*WHAT THE TASK REQUIRES*
Scan the entries below for the word "body", then copy each line that holds it.

[Opening SUPPLIED DATA section]

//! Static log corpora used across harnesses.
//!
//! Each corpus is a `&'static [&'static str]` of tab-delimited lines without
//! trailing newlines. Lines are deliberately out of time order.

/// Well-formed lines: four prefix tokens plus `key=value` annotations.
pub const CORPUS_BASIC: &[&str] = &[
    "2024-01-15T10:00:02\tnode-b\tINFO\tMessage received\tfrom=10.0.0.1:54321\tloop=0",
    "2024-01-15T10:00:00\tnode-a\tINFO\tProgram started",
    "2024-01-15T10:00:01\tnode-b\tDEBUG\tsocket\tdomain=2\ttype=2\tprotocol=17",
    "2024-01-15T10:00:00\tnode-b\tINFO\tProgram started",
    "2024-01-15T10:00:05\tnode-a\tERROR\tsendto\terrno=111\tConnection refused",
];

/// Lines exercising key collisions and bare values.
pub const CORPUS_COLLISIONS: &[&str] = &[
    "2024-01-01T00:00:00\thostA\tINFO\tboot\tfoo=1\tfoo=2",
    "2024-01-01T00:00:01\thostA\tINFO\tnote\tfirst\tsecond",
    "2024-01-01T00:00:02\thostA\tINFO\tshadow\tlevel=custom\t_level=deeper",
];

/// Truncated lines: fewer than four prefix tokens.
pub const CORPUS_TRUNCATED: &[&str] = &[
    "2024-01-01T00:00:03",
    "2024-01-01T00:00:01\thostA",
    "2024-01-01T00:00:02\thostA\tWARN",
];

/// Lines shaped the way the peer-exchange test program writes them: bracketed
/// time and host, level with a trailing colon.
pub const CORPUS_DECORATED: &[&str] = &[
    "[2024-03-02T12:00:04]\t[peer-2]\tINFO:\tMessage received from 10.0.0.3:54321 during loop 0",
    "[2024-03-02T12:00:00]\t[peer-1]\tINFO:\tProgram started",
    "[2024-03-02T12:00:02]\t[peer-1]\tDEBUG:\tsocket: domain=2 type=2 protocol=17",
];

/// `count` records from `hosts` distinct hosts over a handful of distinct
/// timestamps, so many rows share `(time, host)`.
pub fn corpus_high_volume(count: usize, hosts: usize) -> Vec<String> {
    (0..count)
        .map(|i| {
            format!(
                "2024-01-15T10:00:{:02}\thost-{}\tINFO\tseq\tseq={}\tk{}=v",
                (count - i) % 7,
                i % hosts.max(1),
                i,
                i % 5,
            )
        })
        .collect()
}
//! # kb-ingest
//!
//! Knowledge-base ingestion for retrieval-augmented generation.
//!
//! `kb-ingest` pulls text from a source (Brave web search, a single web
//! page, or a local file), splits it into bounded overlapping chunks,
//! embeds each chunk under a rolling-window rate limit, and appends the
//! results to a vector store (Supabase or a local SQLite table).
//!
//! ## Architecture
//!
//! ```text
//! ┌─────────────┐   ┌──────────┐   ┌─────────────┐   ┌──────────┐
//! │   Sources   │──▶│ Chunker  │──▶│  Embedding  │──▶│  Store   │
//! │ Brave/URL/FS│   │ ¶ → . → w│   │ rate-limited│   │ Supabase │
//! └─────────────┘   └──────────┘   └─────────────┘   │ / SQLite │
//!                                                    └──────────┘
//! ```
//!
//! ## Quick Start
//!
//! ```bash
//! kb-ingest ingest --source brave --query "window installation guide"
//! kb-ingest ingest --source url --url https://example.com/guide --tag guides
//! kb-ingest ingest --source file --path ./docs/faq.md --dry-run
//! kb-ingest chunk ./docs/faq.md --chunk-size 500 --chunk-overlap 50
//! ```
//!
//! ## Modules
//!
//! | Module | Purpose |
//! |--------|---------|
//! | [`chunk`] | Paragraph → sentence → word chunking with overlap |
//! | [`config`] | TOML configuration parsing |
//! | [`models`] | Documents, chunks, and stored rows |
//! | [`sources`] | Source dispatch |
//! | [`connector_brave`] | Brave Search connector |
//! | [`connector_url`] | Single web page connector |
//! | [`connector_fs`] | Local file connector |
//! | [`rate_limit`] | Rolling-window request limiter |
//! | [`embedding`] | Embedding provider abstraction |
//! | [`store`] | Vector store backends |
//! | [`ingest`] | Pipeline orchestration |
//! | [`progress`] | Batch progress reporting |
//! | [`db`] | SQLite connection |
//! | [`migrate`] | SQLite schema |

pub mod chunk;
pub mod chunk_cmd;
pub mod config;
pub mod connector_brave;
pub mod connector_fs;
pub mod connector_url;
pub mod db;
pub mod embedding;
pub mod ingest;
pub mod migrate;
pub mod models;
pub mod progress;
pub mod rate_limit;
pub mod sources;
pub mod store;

[Closing SUPPLIED DATA section]
[Opening SUPPLIED DATA section]

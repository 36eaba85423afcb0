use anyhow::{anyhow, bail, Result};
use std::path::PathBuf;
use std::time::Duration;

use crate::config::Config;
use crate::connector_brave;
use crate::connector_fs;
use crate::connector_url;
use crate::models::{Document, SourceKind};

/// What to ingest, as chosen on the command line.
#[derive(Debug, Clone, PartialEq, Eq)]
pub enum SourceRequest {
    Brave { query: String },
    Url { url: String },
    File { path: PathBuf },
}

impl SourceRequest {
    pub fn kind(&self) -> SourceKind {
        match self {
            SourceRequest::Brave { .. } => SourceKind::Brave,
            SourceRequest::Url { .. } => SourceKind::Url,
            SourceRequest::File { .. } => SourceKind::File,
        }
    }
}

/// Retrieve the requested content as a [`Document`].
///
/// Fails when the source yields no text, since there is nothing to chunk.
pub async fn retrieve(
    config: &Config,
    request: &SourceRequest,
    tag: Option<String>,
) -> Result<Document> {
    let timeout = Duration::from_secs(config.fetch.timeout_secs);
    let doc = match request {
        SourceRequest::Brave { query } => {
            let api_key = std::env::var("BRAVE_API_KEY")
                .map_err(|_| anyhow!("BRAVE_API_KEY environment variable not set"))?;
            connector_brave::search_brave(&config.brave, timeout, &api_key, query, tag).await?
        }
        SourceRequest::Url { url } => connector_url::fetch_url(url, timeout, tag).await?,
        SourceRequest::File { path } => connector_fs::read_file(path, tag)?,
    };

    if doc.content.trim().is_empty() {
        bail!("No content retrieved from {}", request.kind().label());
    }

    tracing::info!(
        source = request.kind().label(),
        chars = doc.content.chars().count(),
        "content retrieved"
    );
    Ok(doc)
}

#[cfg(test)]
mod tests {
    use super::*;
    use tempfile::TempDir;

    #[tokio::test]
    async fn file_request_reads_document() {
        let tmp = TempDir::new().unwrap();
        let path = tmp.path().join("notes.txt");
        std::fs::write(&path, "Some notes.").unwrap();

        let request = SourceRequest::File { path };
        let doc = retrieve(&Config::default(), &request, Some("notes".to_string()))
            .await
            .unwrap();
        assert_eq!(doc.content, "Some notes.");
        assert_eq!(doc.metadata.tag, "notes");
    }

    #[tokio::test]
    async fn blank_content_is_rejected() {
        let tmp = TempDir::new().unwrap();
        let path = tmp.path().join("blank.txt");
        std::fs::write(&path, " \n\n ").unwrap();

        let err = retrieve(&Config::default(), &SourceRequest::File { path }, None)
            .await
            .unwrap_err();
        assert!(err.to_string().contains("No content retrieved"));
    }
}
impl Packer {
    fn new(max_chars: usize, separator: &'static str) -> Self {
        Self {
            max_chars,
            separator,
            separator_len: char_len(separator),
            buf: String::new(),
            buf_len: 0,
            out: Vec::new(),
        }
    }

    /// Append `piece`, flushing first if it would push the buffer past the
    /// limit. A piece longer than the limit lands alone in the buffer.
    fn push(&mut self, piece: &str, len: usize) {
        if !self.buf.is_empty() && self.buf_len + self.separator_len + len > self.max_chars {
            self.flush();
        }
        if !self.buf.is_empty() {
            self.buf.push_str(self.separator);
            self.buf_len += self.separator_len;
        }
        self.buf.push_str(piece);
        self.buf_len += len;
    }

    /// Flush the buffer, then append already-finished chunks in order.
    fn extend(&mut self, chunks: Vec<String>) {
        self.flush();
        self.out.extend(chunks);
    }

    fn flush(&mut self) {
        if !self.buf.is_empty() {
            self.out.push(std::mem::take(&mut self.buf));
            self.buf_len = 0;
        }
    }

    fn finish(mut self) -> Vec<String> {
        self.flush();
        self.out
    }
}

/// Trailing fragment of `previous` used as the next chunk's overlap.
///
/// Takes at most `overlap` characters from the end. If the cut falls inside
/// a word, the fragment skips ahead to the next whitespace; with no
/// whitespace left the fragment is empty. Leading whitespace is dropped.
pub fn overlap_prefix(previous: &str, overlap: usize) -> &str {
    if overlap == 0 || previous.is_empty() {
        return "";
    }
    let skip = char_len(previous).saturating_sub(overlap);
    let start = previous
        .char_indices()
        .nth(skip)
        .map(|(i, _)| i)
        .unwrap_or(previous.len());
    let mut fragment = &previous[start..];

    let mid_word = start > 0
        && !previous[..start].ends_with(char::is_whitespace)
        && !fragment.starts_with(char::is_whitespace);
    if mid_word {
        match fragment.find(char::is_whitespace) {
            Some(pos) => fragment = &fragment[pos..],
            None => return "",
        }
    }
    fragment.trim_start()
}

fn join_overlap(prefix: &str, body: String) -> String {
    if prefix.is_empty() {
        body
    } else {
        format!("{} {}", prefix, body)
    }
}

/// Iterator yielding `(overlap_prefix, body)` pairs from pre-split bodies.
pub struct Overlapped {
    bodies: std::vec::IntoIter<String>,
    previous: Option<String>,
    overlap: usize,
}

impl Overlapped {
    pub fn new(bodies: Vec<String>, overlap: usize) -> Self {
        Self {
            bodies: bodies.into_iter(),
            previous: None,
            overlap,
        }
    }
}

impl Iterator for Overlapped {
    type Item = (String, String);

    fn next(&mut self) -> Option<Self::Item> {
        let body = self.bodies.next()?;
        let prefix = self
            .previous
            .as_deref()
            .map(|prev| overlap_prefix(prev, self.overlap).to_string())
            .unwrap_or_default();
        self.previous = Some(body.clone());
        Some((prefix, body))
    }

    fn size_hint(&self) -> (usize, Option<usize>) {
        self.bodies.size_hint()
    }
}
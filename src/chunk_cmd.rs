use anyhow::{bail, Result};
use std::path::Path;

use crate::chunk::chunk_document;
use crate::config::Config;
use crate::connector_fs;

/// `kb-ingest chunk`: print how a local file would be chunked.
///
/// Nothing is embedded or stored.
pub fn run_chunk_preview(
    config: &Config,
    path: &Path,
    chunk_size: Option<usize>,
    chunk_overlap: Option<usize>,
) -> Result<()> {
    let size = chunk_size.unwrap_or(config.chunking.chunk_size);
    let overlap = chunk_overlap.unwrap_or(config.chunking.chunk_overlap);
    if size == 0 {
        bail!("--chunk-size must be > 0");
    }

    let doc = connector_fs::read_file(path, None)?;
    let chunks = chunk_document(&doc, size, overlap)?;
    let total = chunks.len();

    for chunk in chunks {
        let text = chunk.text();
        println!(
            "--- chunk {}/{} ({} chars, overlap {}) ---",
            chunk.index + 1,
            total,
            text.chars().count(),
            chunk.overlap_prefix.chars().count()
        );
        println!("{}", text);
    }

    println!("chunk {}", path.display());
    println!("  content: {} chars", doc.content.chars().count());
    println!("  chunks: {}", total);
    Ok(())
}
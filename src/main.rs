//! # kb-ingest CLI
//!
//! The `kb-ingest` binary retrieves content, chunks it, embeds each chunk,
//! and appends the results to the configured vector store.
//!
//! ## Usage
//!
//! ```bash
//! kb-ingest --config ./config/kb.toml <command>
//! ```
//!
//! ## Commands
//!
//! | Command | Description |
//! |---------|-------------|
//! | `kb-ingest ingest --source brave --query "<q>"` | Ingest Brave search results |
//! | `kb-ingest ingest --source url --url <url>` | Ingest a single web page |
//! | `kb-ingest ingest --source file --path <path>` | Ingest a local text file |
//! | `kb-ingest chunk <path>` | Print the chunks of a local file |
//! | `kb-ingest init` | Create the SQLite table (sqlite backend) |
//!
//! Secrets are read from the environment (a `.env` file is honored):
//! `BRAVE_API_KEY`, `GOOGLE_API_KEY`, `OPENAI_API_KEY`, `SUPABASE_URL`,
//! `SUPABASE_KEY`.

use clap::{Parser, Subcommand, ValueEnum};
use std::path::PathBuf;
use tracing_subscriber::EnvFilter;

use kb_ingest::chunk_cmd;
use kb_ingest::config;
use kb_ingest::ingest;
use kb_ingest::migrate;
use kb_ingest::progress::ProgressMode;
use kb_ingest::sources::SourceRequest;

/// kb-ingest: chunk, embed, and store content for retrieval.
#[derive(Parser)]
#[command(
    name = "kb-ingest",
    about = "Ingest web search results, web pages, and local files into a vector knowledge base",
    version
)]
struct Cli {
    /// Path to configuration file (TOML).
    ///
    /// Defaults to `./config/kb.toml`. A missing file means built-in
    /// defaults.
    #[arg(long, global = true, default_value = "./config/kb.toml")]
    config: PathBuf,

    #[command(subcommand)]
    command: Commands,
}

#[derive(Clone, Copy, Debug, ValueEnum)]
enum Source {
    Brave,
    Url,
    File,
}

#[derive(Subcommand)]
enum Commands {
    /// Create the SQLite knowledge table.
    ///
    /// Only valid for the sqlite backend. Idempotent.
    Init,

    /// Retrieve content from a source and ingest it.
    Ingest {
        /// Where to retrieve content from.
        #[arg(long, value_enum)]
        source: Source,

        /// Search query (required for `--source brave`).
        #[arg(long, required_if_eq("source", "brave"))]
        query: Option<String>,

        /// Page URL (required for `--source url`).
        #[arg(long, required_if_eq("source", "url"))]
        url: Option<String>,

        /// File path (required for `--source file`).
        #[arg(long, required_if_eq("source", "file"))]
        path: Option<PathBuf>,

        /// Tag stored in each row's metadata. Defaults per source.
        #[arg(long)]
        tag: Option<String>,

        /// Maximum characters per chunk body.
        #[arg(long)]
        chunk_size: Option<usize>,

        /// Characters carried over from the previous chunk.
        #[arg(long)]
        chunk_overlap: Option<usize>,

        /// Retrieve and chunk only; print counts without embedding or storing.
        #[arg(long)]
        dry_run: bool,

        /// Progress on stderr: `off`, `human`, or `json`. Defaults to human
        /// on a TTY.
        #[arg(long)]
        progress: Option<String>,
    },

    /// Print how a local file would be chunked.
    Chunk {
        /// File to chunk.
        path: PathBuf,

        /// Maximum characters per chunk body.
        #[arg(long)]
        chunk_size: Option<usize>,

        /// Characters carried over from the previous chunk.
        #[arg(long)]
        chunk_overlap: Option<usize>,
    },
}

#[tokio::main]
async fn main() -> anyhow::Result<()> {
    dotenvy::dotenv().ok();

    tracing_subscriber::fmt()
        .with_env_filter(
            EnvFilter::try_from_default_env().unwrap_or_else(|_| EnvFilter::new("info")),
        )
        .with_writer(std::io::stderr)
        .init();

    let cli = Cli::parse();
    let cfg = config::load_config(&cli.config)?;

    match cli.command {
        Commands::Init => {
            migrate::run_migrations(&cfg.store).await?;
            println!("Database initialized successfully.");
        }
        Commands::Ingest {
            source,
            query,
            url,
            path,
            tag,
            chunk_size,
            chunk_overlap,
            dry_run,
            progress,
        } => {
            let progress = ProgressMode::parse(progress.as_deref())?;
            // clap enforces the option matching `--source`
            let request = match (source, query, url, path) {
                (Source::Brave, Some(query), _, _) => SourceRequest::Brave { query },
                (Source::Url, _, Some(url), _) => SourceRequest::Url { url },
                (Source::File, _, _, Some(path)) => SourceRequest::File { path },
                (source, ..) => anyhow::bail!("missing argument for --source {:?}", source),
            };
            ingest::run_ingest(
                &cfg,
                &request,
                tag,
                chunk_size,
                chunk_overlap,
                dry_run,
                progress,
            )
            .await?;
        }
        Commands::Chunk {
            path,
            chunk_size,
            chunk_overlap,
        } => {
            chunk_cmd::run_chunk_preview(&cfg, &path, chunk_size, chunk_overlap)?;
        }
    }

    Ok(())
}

[Closing SUPPLIED DATA section]

*RESULT OF THE EXERCISE*
fn join_overlap(prefix: &str, body: String) -> String {
        body
        format!("{} {}", prefix, body)
/// Iterator yielding `(overlap_prefix, body)` pairs from pre-split bodies.
        let body = self.bodies.next()?;
        self.previous = Some(body.clone());
        Some((prefix, body))
        /// Maximum characters per chunk body.
        /// Maximum characters per chunk body.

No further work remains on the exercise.